Alejandro, el portero de mi edificio, dijo haber visto el miércoles pasado, cuando paseaba a su can blanquito, «a unos pelados libidinosos con cara de pocos amigos» circulando por la zona. No obstante, todavía es un misterio el origen del escrache. Desde Art Détailprometemos mantenerlos informados de este lamentable hecho y, sobre todo, les aseguramos que seguiremos trabajando por una ciudad llena de graffitis y arte callejero.

El regreso de la ensala mixta

Durante muchos años fue un secreto herméticamente guardado. Temía por mi familia y su seguridad. Fueron épocas oscuras donde la persecución ideológica invadía las calles y regaba las cárceles con opositores. Hoy, a la distancia, confieso que he sido uno de los líderes del movimiento «El regreso de la ensalada mixta», una logia ecologista de tinte revolucionario.

Nos juntábamos a menudo en la casa del viejo Roberto, allá por la calle Luis Viale y Warnes. Pasábamos días enteros viendo atónitos los videos de Jacques Cousteau y el mundo submarino. Discutíamos apasionadamente sobre el apareamiento de las merluzas y los cantos sinfónicos de los extraños delfines negros del Índico.
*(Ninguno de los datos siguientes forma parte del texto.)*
impl FenceAgent {
    /// Create an agent; call [`start`](Self::start) before use.
    pub fn new(ctx: NodeContext, plane: Arc<dyn ControlPlane>) -> Arc<Self> {
        Arc::new(Self {
            ctx: Arc::new(ctx),
            plane,
            runtime: OnceLock::new(),
            stopped: AtomicBool::new(false),
        })
    }

    /// Create and start an agent.
    pub fn launch(ctx: NodeContext, plane: Arc<dyn ControlPlane>) -> Result<Arc<Self>> {
        let agent = Self::new(ctx, plane);
        agent.start()?;
        Ok(agent)
    }

    /// Spawn the reactor and, when enabled, the direct listener.
    ///
    /// Starting twice is a no-op.
    pub fn start(self: &Arc<Self>) -> Result<()> {
        if self.runtime.get().is_some() {
            return Ok(());
        }
        if self.stopped.load(Ordering::Acquire) {
            return Err(Error::Shutdown);
        }

        let handler: Weak<dyn ReactorHandler> = Arc::downgrade(self) as Weak<dyn ReactorHandler>;
        let io = Arc::new(IoThread::spawn(ReactorConfig::from_fence(&self.ctx.config), handler)?);
        let direct = if self.ctx.config.direct_conn {
            Some(Arc::new(DirectLinks::new(self.ctx.clone(), io.clone())))
        } else {
            None
        };
        let transport = Arc::new(TransportAdapter::new(
            self.ctx.clone(),
            self.plane.clone(),
            direct.clone(),
        ));
        let registry = CollectiveRegistry::new(self.ctx.clone(), transport);

        match io.local_addr() {
            Some(addr) => log::info!(
                "[agent] {} (node {}) started, direct listener on {}",
                self.ctx.hostname,
                self.ctx.node_id,
                addr
            ),
            None => log::info!(
                "[agent] {} (node {}) started, direct connections disabled",
                self.ctx.hostname,
                self.ctx.node_id
            ),
        }

        let runtime = Runtime {
            io,
            direct,
            registry,
        };
        if let Err(lost) = self.runtime.set(runtime) {
            // Raced with another start; keep the winner's reactor.
            lost.io.shutdown();
        }
        Ok(())
    }

    fn runtime(&self) -> Result<&Runtime> {
        if self.stopped.load(Ordering::Acquire) {
            return Err(Error::Shutdown);
        }
        self.runtime.get().ok_or(Error::Shutdown)
    }

    /// Node context.
    pub fn context(&self) -> &NodeContext {
        &self.ctx
    }

    /// Local node id.
    pub fn node_id(&self) -> NodeId {
        self.ctx.node_id
    }

    /// This agent as a control-plane receiver.
    pub fn sink(self: &Arc<Self>) -> Weak<dyn MessageSink> {
        Arc::downgrade(self) as Weak<dyn MessageSink>
    }

    // ========================================================================
    // Local API
    // ========================================================================

    /// Contribute `payload` to the next fence of `participants`.
    ///
    /// Never blocks. On `Ok`, `callback` runs exactly once with either the
    /// aggregate of every participant's data or a [`FenceError`]; it may run
    /// before this returns when this node completes the round itself. On
    /// `Err` the callback is dropped without running.
    pub fn begin_fence<F>(
        &self,
        participants: &ParticipantSet,
        payload: &[u8],
        callback: F,
    ) -> Result<FenceHandle>
    where
        F: FnOnce(core::result::Result<Vec<u8>, FenceError>) + Send + 'static,
    {
        let rt = self.runtime()?;
        let key = CollKey::fence(participants.clone());
        let coll = rt.registry.get_or_create(&key)?;
        let seq = coll.contribute_local(payload, Box::new(callback))?;
        self.ctx.metrics.record_fence_started();
        Ok(FenceHandle { key, seq })
    }

    /// Existing collective instance for `participants`.
    pub fn collective(&self, participants: &ParticipantSet) -> Option<Arc<TreeCollective>> {
        let rt = self.runtime().ok()?;
        rt.registry.get(&CollKey::fence(participants.clone()))
    }

    /// Diagnostic state of the collective for `participants`.
    pub fn snapshot(&self, participants: &ParticipantSet) -> Option<CollSnapshot> {
        self.collective(participants).map(|c| c.snapshot())
    }

    /// Number of collective instances.
    pub fn collective_count(&self) -> usize {
        self.runtime().map(|rt| rt.registry.len()).unwrap_or(0)
    }

    /// Counter snapshot.
    pub fn metrics(&self) -> MetricsSnapshot {
        self.ctx.metrics.snapshot()
    }

    /// Direct listener address.
    pub fn listen_addr(&self) -> Option<SocketAddr> {
        self.runtime().ok()?.io.local_addr()
    }

    /// Direct link state toward `node` (`None` when direct connections are off).
    pub fn direct_state(&self, node: NodeId) -> Option<LinkState> {
        let rt = self.runtime().ok()?;
        rt.direct.as_ref().map(|d| d.state(node))
    }

    /// Abandon every generation older than the configured timeout.
    ///
    /// Driven by the reactor tick; exposed so callers can pass their own clock.
    pub fn reap_timeouts(&self, now: Instant) -> usize {
        match self.runtime() {
            Ok(rt) => rt.registry.reap_timeouts(now),
            Err(_) => 0,
        }
    }

    /// Stop the reactor. Pending fences stay pending until their instance is dropped.
    pub fn shutdown(&self) {
        if self.stopped.swap(true, Ordering::AcqRel) {
            return;
        }
        if let Some(rt) = self.runtime.get() {
            rt.io.shutdown();
        }
        log::info!("[agent] {} stopped", self.ctx.hostname);
    }

    // ========================================================================
    // Inbound
    // ========================================================================

    /// Route a FAN-IN or FAN-OUT message to its collective.
    ///
    /// `payload` starts with the collective preamble. The instance is created
    /// when this is the first message naming its participant set.
    pub fn on_wire_message(&self, header: &MessageHeader, payload: &[u8]) -> Result<ContribStatus> {
        let rt = self.runtime()?;
        if !matches!(header.msg_type, MsgType::FanIn | MsgType::FanOut) {
            return Err(Error::UnsupportedMessage(header.msg_type as u32));
        }
        let (key, used) = decode_preamble(payload)?;
        let data = &payload[used..];
        log::trace!(
            "[agent] {} seq={} from node {} for {} ({} bytes)",
            header.msg_type.name(),
            header.seq,
            header.sender,
            key,
            data.len()
        );
        let coll = rt.registry.get_or_create(&key)?;
        match header.msg_type {
            MsgType::FanIn => coll.on_fan_in(header.sender, header.seq, data),
            _ => coll.on_fan_out(header.sender, header.seq, data),
        }
    }

    /// Process one complete control-plane message.
    pub fn on_control_message(&self, bytes: &[u8]) -> Result<ContribStatus> {
        let rt = self.runtime()?;
        let msg = decode_indirect(bytes)?;
        if msg.rport != 0 {
            if let Some(direct) = &rt.direct {
                direct.on_advert(msg.header.sender, msg.rport);
            }
        }
        self.on_wire_message(&msg.header, msg.payload)
    }

    fn on_direct_message(&self, conn: ConnId, remote: SocketAddr, msg: DirectMessage) {
        let rt = match self.runtime() {
            Ok(rt) => rt,
            Err(_) => return,
        };
        let direct = match &rt.direct {
            Some(direct) => direct,
            None => return,
        };
        let header = msg.header;
        match header.msg_type {
            MsgType::DirectHello => direct.on_hello(conn, header.sender, remote),
            MsgType::FanIn | MsgType::FanOut => {
                if direct.owner(conn) != Some(header.sender) {
                    log::warn!(
                        "[agent] {} from node {} on conn {} owned by {:?}, dropped",
                        header.msg_type.name(),
                        header.sender,
                        conn,
                        direct.owner(conn)
                    );
                    return;
                }
                if let Err(e) = self.on_wire_message(&header, &msg.payload) {
                    log::warn!("[agent] direct message from node {} failed: {}", header.sender, e);
                }
            }
            MsgType::DirectModex => {
                log::warn!(
                    "[agent] unsupported {} from node {} on conn {}",
                    header.msg_type.name(),
                    header.sender,
                    conn
                );
            }
        }
    }
}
La hora de la cena marcaba el ritual del grupo: la ensalada mixta. Lechuga, tomate, cebolla, huevo duro, a veces espárragos y siempre aceite y vinagre. Durante los casi dos años de militancia en el grupo bajé quince kilos. Sospecho, todavía, que varios de los integrantes se alistaron únicamente para adelgazar.

¿Qué le pedirías a Papá Noel?

Era casi de noche. El cielo, pintado de naranja, empezaba a dibujar estrellas lejanas en el horizonte. Era noviembre y, extrañamente, no hacía calor. De hecho, recuerdo la brisa filtrarse por la ventana de la cocina obligándome a poner nuevamente el acolchado marrón en la cama. El atardecer me encontraba solo, sin amigos ni compañías pasajeras.
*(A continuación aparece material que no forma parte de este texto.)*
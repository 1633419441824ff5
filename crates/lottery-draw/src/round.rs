//! Published competition rounds.
//!
//! A round bundles everything an auditor needs to recompute a draw: the
//! commitment announced beforehand, the revealed message, the block hash seed,
//! the participant count and the list the organizers published.

use tracing::info;

use crate::commitment::Commitment;
use crate::draw::{draw, DrawParams, FirstDraw, Seed};
use crate::error::DrawError;

#[derive(Debug, Clone, PartialEq, Eq)]
pub struct Round {
    pub name: String,
    /// `sha256(reveal)` published before the round.
    pub commitment: String,
    /// Message naming the block height, revealed after the round.
    pub reveal: String,
    pub block_height: u64,
    /// Hash of the block at `block_height`.
    pub block_hash: String,
    pub participants: u64,
    pub draws: usize,
    pub reserved: Vec<u64>,
    pub first_draw: FirstDraw,
    /// Winner indices as published, sorted ascending.
    pub published: Vec<u64>,
}

const ROUND_ONE_PUBLISHED: [u64; 64] = [
    104, 557, 1261, 1363, 1906, 1981, 2067, 2463, 2841, 3233, 3397, 3424, 4163, 4197, 4546, 4571,
    4818, 5027, 5051, 5085, 5093, 5121, 5618, 5709, 5969, 6057, 6279, 6348, 6556, 6562, 6804, 7216,
    7845, 8272, 8303, 8982, 9583, 9833, 10516, 10750, 11105, 11539, 11748, 12284, 12591, 14682,
    14885, 15416, 15532, 15577, 15879, 15921, 16457, 16502, 16785, 16934, 17042, 17811, 17974,
    18959, 20173, 20312, 20912, 20933,
];

impl Round {
    /// Round one of the mining competition (June 15 - 28).
    /// Indices 1, 2 and 3 are excluded from the draw.
    pub fn first() -> Self {
        Self {
            name: "round-1".to_string(),
            commitment: "0x24f7501665d4f59b7f65c0853f8dd2a68fe528d345ffe63721f391eec711c190"
                .to_string(),
            reveal: "N = 77".to_string(),
            block_height: 77,
            block_hash: "0x73ba270324ee87ed8990acbc316380c584dea21a1b8b87f4e8c363595e08225f"
                .to_string(),
            participants: 21737,
            draws: 64,
            reserved: vec![1, 2, 3],
            first_draw: FirstDraw::Unchecked,
            published: ROUND_ONE_PUBLISHED.to_vec(),
        }
    }

    pub fn params(&self) -> Result<DrawParams, DrawError> {
        let seed = Seed::from_block_hash(&self.block_hash)?;
        Ok(DrawParams::new(seed, self.participants, self.draws)
            .with_reserved(self.reserved.iter().copied())
            .with_first_draw(self.first_draw))
    }

    /// Check the reveal against the commitment, recompute the draw and compare
    /// it with the published list. Returns the recomputed winners.
    pub fn verify(&self) -> Result<Vec<u64>, DrawError> {
        Commitment::from_hex(&self.commitment)?.verify(&self.reveal)?;

        let computed = draw(&self.params()?)?;
        if computed != self.published {
            return Err(DrawError::PublishedMismatch {
                published: self.published.clone(),
                computed,
            });
        }

        info!(round = %self.name, winners = computed.len(), "published result verified");
        Ok(computed)
    }
}
//! lottery-draw: runs the configured draw and prints the winner indices

use anyhow::{Context, Result};
use tracing::{error, info};
use tracing_subscriber::{layer::SubscriberExt, util::SubscriberInitExt, EnvFilter};

use lottery_draw::{draw, DrawConfig, DrawError};

fn main() -> Result<()> {
    // Logs go to stderr so stdout carries only the result
    tracing_subscriber::registry()
        .with(EnvFilter::from_default_env())
        .with(tracing_subscriber::fmt::layer().with_writer(std::io::stderr))
        .init();

    let config = DrawConfig::load().context("failed to load draw configuration")?;
    info!(
        participants = config.participants,
        draws = config.draws,
        first_draw = ?config.first_draw,
        "Starting draw"
    );

    let winners = draw(&config.params())?;

    if let Some(published) = &config.published {
        if *published != winners {
            let e = DrawError::PublishedMismatch {
                published: published.clone(),
                computed: winners,
            };
            error!("Draw error: {}", e);
            return Err(e.into());
        }
        info!("Result matches the published list");
    }

    println!("{:?}", winners);
    Ok(())
}
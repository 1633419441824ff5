use std::num::NonZeroU64;

use sha2::{Digest, Sha256};

pub fn sha256(data: &[u8]) -> [u8; 32] {
    let mut h = Sha256::new();
    h.update(data);
    let out = h.finalize();
    let mut arr = [0u8; 32];
    arr.copy_from_slice(&out);
    arr
}

/// Reduce a digest, read as a big-endian 256-bit integer, modulo `modulus`.
pub fn digest_mod(digest: &[u8; 32], modulus: NonZeroU64) -> u64 {
    let m = modulus.get() as u128;
    digest
        .iter()
        .fold(0u128, |acc, &b| ((acc << 8) | b as u128) % m) as u64
}
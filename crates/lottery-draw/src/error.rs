//! Draw error types.

use thiserror::Error;

/// Errors raised while validating or running a draw.
///
/// Any of these aborts the whole run; there is no partial result.
#[derive(Debug, Error, Clone, PartialEq, Eq)]
pub enum DrawError {
    #[error("seed must not be empty")]
    EmptySeed,

    #[error("invalid parameter: {0}")]
    InvalidParameter(String),

    #[error("malformed block hash: {0}")]
    MalformedBlockHash(String),

    #[error("hash chain exhausted: {rehashes} rehashes without a free index after {drawn} winners")]
    ChainExhausted { drawn: usize, rehashes: u64 },

    #[error("commitment mismatch: expected {expected}, computed {computed}")]
    CommitmentMismatch { expected: String, computed: String },

    #[error("published result mismatch: published {published:?}, computed {computed:?}")]
    PublishedMismatch {
        published: Vec<u64>,
        computed: Vec<u64>,
    },
}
Como si el mundo se hubiera detenido por unos instantes, el silencio se adueñó de la escena. La avenida doble mano sobre la cual se levanta mi departamento quedó totalmente callada. Ya no se escuchaban las bocinas frenéticas de los colectivos. Sin embargo, súbitamente, alguien llegó. Para mi sorpresa, era el gordito que entrega regalos y se viste de rojo para Navidad: era Papá Noel.

En seguida comenzó la charla. Me preguntó cómo me sentía. Le dije que bien, que no podía quejarme. Me miraba atentamente, como si buscara sacarme alguna confesión. Creo que no creyó lo que le contesté.

“¿Y el amor? ¿Dónde quedó el amor?” preguntó rascándose la barba.

“Ah, el amor. Sí. El amor me visita en sueños”, le respondí.

Frunció el ceño como no entendiéndome. Su expresión me obligó a ahondar mis reflexiones…

“Hoy, el amor para mí es sólo un recuerdo que, de vez en cuando, me visita en sueños”, añadí. “El más lindo de los recuerdos, por cierto. A veces siento que es más real que la propia realidad”, proseguí.

“Pero como todo sueño se desvanece por la mañana cuando te levantás” agregó Noel.

Asentí con la cabeza. Algo importante se aproximaba…

“Y… si tuvieras que elegir… ¿qué me pedirías? ¿qué le pedirías a Papá Noel?”

“Un instante con ella, creo que eso bastaría para convencerla”.

“¿Convencerla de qué?”, preguntó dubitativo…

“De que los malos momentos son transitorios y, a veces, inevitables. De que el amor, si es auténtico, nunca muere. Quiero recuperar la sensación de eternidad que sólo el amor verdadero provee… Quiero que deje de ser un recuerdo”…

El viejo quedó callado. Y yo agregué:

“Recuerdo que una vez le dije una frase que me marcó por siempre: sin los momentos amargos, los dulces no serían tan dulces”

Seguimos charlando toda la noche. Afuera, el viento jugaba con los árboles llevando sus ramas de un lado al otro. Adentro, sentía que la visita del gordito barbudo cambiaría mi destino.